In path analysis, researchers use models to map out relationships between many variables and test them for strength
Let’s take the link between watching TV and obesity. As a researcher, how might you learn more precisely how that link works?
You might want to find out whether watching TV affects body mass index (BMI) directly, or whether it affects something else first (e.g. less time spent on exercising, which in turn affects BMI)? Does it affect several other things first, which in turn affect BMI (e.g. less exercising and more exposure to junk food ads)? If several other factors are involved, which of them have more impact than others?
To answer these types of questions, researchers use a method called path analysis to test out the many different ways one thing can affect another. Real-world cause-and-effect relationships are complicated. Path analysis helps researchers measure which of the possible relationships matter the most, and which might turn out to be not important at all.
In a path analysis, you would take the factors (called variables) that might explain what is happening and map them out in a path model. Using our TV and obesity example, your model might look like this:
Determining what variables to include in the model is your job as a researcher. You’d have to comb through the literature to identify the variables that might play a role. For example, research showing a link between less time exercising and higher BMI would be reason to include exercise as a factor in your model.
Sometimes not much research is available to help. You might then decide to turn to focus groups to help you identify probable pathways.

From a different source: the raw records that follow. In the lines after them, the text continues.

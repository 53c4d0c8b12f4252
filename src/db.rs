use std::future::Future;
use std::time::Duration;

use anyhow::Context;
use sqlx::{postgres::PgPoolOptions, PgPool};
use thiserror::Error;
use tokio::time::Instant;

use crate::config::AppConfig;

/// Failure of a storage call, before it is mapped to an API error.
#[derive(Debug, Error)]
pub enum StoreError {
    #[error("unique constraint violated: {0}")]
    Duplicate(String),
    #[error("storage call exceeded its {0:?} budget")]
    Timeout(Duration),
    #[error("database error")]
    Database(#[source] sqlx::Error),
    #[error("corrupt row: {0}")]
    CorruptRow(String),
}

impl From<sqlx::Error> for StoreError {
    fn from(e: sqlx::Error) -> Self {
        if let sqlx::Error::Database(db) = &e {
            if db.is_unique_violation() {
                let constraint = db.constraint().unwrap_or("unique").to_string();
                return StoreError::Duplicate(constraint);
            }
        }
        StoreError::Database(e)
    }
}

/// Time budget shared by every storage call made on behalf of one request.
#[derive(Debug, Clone, Copy)]
pub struct Deadline {
    at: Instant,
    budget: Duration,
}

impl Deadline {
    pub fn after(budget: Duration) -> Self {
        Self {
            at: Instant::now() + budget,
            budget,
        }
    }

    pub async fn run<T, F>(&self, fut: F) -> Result<T, StoreError>
    where
        F: Future<Output = Result<T, StoreError>>,
    {
        match tokio::time::timeout_at(self.at, fut).await {
            Ok(res) => res,
            Err(_) => {
                tracing::warn!(budget = ?self.budget, "storage call timed out");
                Err(StoreError::Timeout(self.budget))
            }
        }
    }
}

pub async fn connect(config: &AppConfig) -> anyhow::Result<PgPool> {
    let url = config
        .database_url
        .as_deref()
        .context("DATABASE_URL is not configured")?;
    let pool = PgPoolOptions::new()
        .max_connections(config.db_max_connections)
        .acquire_timeout(config.storage_timeout())
        .connect(url)
        .await
        .context("connect to database")?;

    sqlx::migrate!("./migrations")
        .run(&pool)
        .await
        .context("run migrations")?;

    Ok(pool)
}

If the literature on TV watching was scant, for example, you might learn from focus group participants that they hardly go outside or they sit on the couch all the time when watching TV, and that these might be the reasons higher obesity rates are seen among TV watchers.

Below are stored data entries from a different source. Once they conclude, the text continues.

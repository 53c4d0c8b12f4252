use std::sync::Arc;

use tracing::info;

use crate::{
    auth::{jwt::TokenService, password::Hasher, sessions::SessionRegistry},
    config::{AppConfig, StoreBackend},
    db::{self, Deadline},
    tasks::{memory::MemoryTaskStore, repo::PgTaskStore, repo::TaskStore},
    users::{memory::MemoryUserStore, repo::PgUserStore, repo::UserStore},
};

#[derive(Clone)]
pub struct AppState {
    pub config: Arc<AppConfig>,
    pub users: Arc<dyn UserStore>,
    pub tasks: Arc<dyn TaskStore>,
    pub tokens: TokenService,
    pub sessions: SessionRegistry,
    pub hasher: Hasher,
}

impl AppState {
    pub async fn init(config: AppConfig) -> anyhow::Result<Self> {
        let (users, tasks): (Arc<dyn UserStore>, Arc<dyn TaskStore>) = match config.backend {
            StoreBackend::Postgres => {
                let pool = db::connect(&config).await?;
                info!(max_connections = config.db_max_connections, "postgres store ready");
                (
                    Arc::new(PgUserStore::new(pool.clone())),
                    Arc::new(PgTaskStore::new(pool)),
                )
            }
            StoreBackend::Memory => {
                info!("in-memory store ready; data is lost on exit");
                (
                    Arc::new(MemoryUserStore::default()),
                    Arc::new(MemoryTaskStore::default()),
                )
            }
        };
        let hasher = Hasher::from_config(&config.hash)?;
        Ok(Self::from_parts(Arc::new(config), users, tasks, hasher))
    }

    pub fn from_parts(
        config: Arc<AppConfig>,
        users: Arc<dyn UserStore>,
        tasks: Arc<dyn TaskStore>,
        hasher: Hasher,
    ) -> Self {
        Self {
            tokens: TokenService::new(&config.jwt),
            sessions: SessionRegistry::new(users.clone()),
            config,
            users,
            tasks,
            hasher,
        }
    }

    /// Budget for every storage call made while serving one request.
    pub fn deadline(&self) -> Deadline {
        Deadline::after(self.config.storage_timeout())
    }

    /// In-memory stores, a fixed test JWT config and cheap argon2 parameters.
    #[cfg(test)]
    pub fn fake() -> Self {
        use crate::config::{HashConfig, JwtConfig};

        let hash = HashConfig {
            memory_kib: Some(1024),
            iterations: Some(1),
        };
        let config = Arc::new(AppConfig {
            backend: StoreBackend::Memory,
            database_url: None,
            db_max_connections: 1,
            storage_timeout_ms: 5_000,
            jwt: JwtConfig {
                secret: "test-secret".into(),
                issuer: "test-issuer".into(),
                audience: "test-aud".into(),
                ttl_minutes: 60,
            },
            hash: hash.clone(),
        });
        let hasher = Hasher::from_config(&hash).expect("cheap argon2 params are valid");
        Self::from_parts(
            config,
            Arc::new(MemoryUserStore::default()),
            Arc::new(MemoryTaskStore::default()),
            hasher,
        )
    }
}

Once a model is drawn up, the heavy-lifting work of testing the model begins. This is where you would examine available data to find out how well they support your model. To do that, you would run statistical analyses (usually what is known as “regression analysis”; see www.iwh.on.ca/wrmb/regression) to measure the statistical strength of each pathway.
For example, the data might show that increased TV watching has a strong association with less time exercising, and less time exercising has a strong association with higher BMI. The strength of both relationships indicates that exercise time is an important factor through which TV watching affects BMI. (Researchers sometimes use the term mediating to describe this indirect relationship, one in which a variable acts through another variable—referred to as the mediating variable—to have an impact on something else.)
The data might point to variables in the model that aren’t all that important. For example, you might find a stronger relationship between TV watching and the number of junk food ads people see, but a weaker relationship between the junk food ads people see and BMI. That relationship may be so weak that you decide to drop it altogether from your model.
While statistics can help test your pathway model, they won’t protect you from faulty models. For example, you might find a link between outdoor time and TV time, but neglect to consider that outdoor time might be exerting an impact on TV time instead of the other way around. In a path model, nothing indicates the direction of causality.
Similarly, if important variables are missing from the model, statistics alone might not alert you to that omission. In other words, a model might fit the data, but not necessarily fit reality.